The scientists gathered recently to share their research at the family’s Wisconsin estate, a place fondly called “the farm” and set in an idyllic patchwork of hills and forests. At the conference, scientists unequivocally linked the current global warming to human activities, using evidence they have gathered from ice cores, glaciers, drylands and caves. 

But they said they are still looking for answers to explain the triggers that ignite abrupt climate change; the reasons climate patterns in the northern hemisphere are different than those in the southern hemisphere, and the fundamental connection between global warming and CO2, a gas emitted by fossil fuels such as gasoline. 

“There are many unanswered questions and in order for us to plan what’s going to happen, you need to understand them,” Stephanie said. Though the research focuses on the big picture, she is also an advocate of the small changes individuals can make to further stall climate change. 

“There are sort of the big questions, and then I think we have to take it down to how in our daily lives can we continue emitting less carbon,” she said. 

The Comer Foundation and the league of dedicated climate change scientists working with it is Comer’s “unexpected legacy,” Stephanie said.
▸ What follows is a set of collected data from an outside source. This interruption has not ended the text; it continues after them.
//! Bucket lifecycle over the stream substrate.

use std::sync::Arc;

use tracing::info;

use cask_stream::{StreamConfig, StreamSubstrate};
use cask_types::BucketConfig;

use crate::bucket::{Bucket, BucketStatus};
use crate::error::StoreResult;
use crate::keys;

/// Entry point: creates, opens, and destroys buckets on one substrate.
pub struct ObjectStore {
    substrate: Arc<dyn StreamSubstrate>,
}

impl ObjectStore {
    pub fn new(substrate: Arc<dyn StreamSubstrate>) -> Self {
        Self { substrate }
    }

    /// Create a bucket and its backing stream.
    pub fn create_bucket(&self, config: BucketConfig) -> StoreResult<Bucket> {
        config.validate()?;
        let stream = StreamConfig {
            name: keys::stream_name(&config.name),
            description: config.description.clone(),
            max_age: config.ttl,
            storage: config.storage,
            replicas: config.replicas,
            placement: config.placement.clone(),
        };
        self.substrate.create_stream(stream)?;
        info!(bucket = %config.name, storage = %config.storage, "bucket created");
        Ok(Bucket::bind(config.name, self.substrate.clone()))
    }

    /// Open an existing bucket. Fails if its backing stream is absent.
    pub fn bucket(&self, name: &str) -> StoreResult<Bucket> {
        let bucket = Bucket::bind(name, self.substrate.clone());
        bucket.status()?;
        Ok(bucket)
    }

    /// Status of a bucket without keeping a handle.
    pub fn bucket_status(&self, name: &str) -> StoreResult<BucketStatus> {
        Bucket::bind(name, self.substrate.clone()).status()
    }

    /// Destroy a bucket, its catalog, and all its data. Returns `false`
    /// if no such bucket existed.
    pub fn delete_bucket(&self, name: &str) -> StoreResult<bool> {
        let existed = self.substrate.delete_stream(&keys::stream_name(name))?;
        if existed {
            info!(bucket = name, "bucket deleted");
        }
        Ok(existed)
    }

    /// Names of all buckets on the substrate, sorted.
    ///
    /// Streams without the store's naming prefix are not buckets and are
    /// never reported.
    pub fn bucket_names(&self) -> StoreResult<Vec<String>> {
        let streams = self.substrate.list_streams(keys::STREAM_PREFIX)?;
        Ok(streams
            .iter()
            .filter_map(|s| keys::bucket_of(s))
            .map(str::to_string)
            .collect())
    }
}

impl std::fmt::Debug for ObjectStore {
    fn fmt(&self, f: &mut std::fmt::Formatter<'_>) -> std::fmt::Result {
        f.debug_struct("ObjectStore").finish()
    }
}

#[cfg(test)]
mod tests {
    use super::*;
    use crate::error::StoreError;
    use cask_stream::{EntryKind, MemoryStreams};

    fn store() -> (Arc<MemoryStreams>, ObjectStore) {
        let substrate = Arc::new(MemoryStreams::new());
        (substrate.clone(), ObjectStore::new(substrate))
    }

    #[test]
    fn create_then_open() {
        let (_, store) = store();
        store.create_bucket(BucketConfig::new("b")).unwrap();

        let bucket = store.bucket("b").unwrap();
        assert_eq!(bucket.name(), "b");
    }

    #[test]
    fn create_duplicate_bucket() {
        let (_, store) = store();
        store.create_bucket(BucketConfig::new("b")).unwrap();
        assert!(matches!(
            store.create_bucket(BucketConfig::new("b")).unwrap_err(),
            StoreError::BucketAlreadyExists(ref name) if name == "b"
        ));
    }

    #[test]
    fn open_missing_bucket() {
        let (_, store) = store();
        assert!(matches!(
            store.bucket("ghost").unwrap_err(),
            StoreError::BucketNotFound(ref name) if name == "ghost"
        ));
    }

    #[test]
    fn invalid_bucket_name() {
        let (_, store) = store();
        assert!(matches!(
            store.create_bucket(BucketConfig::new("  ")).unwrap_err(),
            StoreError::InvalidMeta(_)
        ));
    }

    #[test]
    fn delete_bucket_removes_everything() {
        let (_, store) = store();
        let bucket = store.create_bucket(BucketConfig::new("b")).unwrap();
        bucket.put_bytes("obj", b"data").unwrap();

        assert!(store.delete_bucket("b").unwrap());
        assert!(store.bucket("b").is_err());
        assert!(!store.delete_bucket("b").unwrap());
    }

    #[test]
    fn bucket_names_are_sorted_and_filtered() {
        let (substrate, store) = store();
        store.create_bucket(BucketConfig::new("zebra")).unwrap();
        store.create_bucket(BucketConfig::new("alpha")).unwrap();

        // A foreign stream on the same substrate is not a bucket.
        substrate
            .create_stream(cask_stream::StreamConfig::new("EVENTS_audit"))
            .unwrap();
        substrate
            .append("EVENTS_audit", "k", EntryKind::Record, vec![])
            .unwrap();

        assert_eq!(store.bucket_names().unwrap(), ["alpha", "zebra"]);
    }

    #[test]
    fn status_via_store() {
        let (_, store) = store();
        store
            .create_bucket(BucketConfig::new("b").description("about b"))
            .unwrap();
        let status = store.bucket_status("b").unwrap();
        assert_eq!(status.bucket, "b");
        assert_eq!(status.description.as_deref(), Some("about b"));
    }
}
Mike Kaplan, a geochemist at the Lamont-Doherty Earth Observatory of Columbia University told her that the foundation’s philanthropy has moved the field forward 15 to 20 years. 

For now, the Comer Foundation plans to continue to support the scientists, host an annual conference and rally additional support for climate change research. Eventually, Stephanie would like to see their research translate into actual policy. 

“Boy, I wish my dad were still here to see all this and to push it along because he was truly a visionary,” Stephanie said. “I think that in our small way my brother and I are really trying to continue and to push his vision forward.”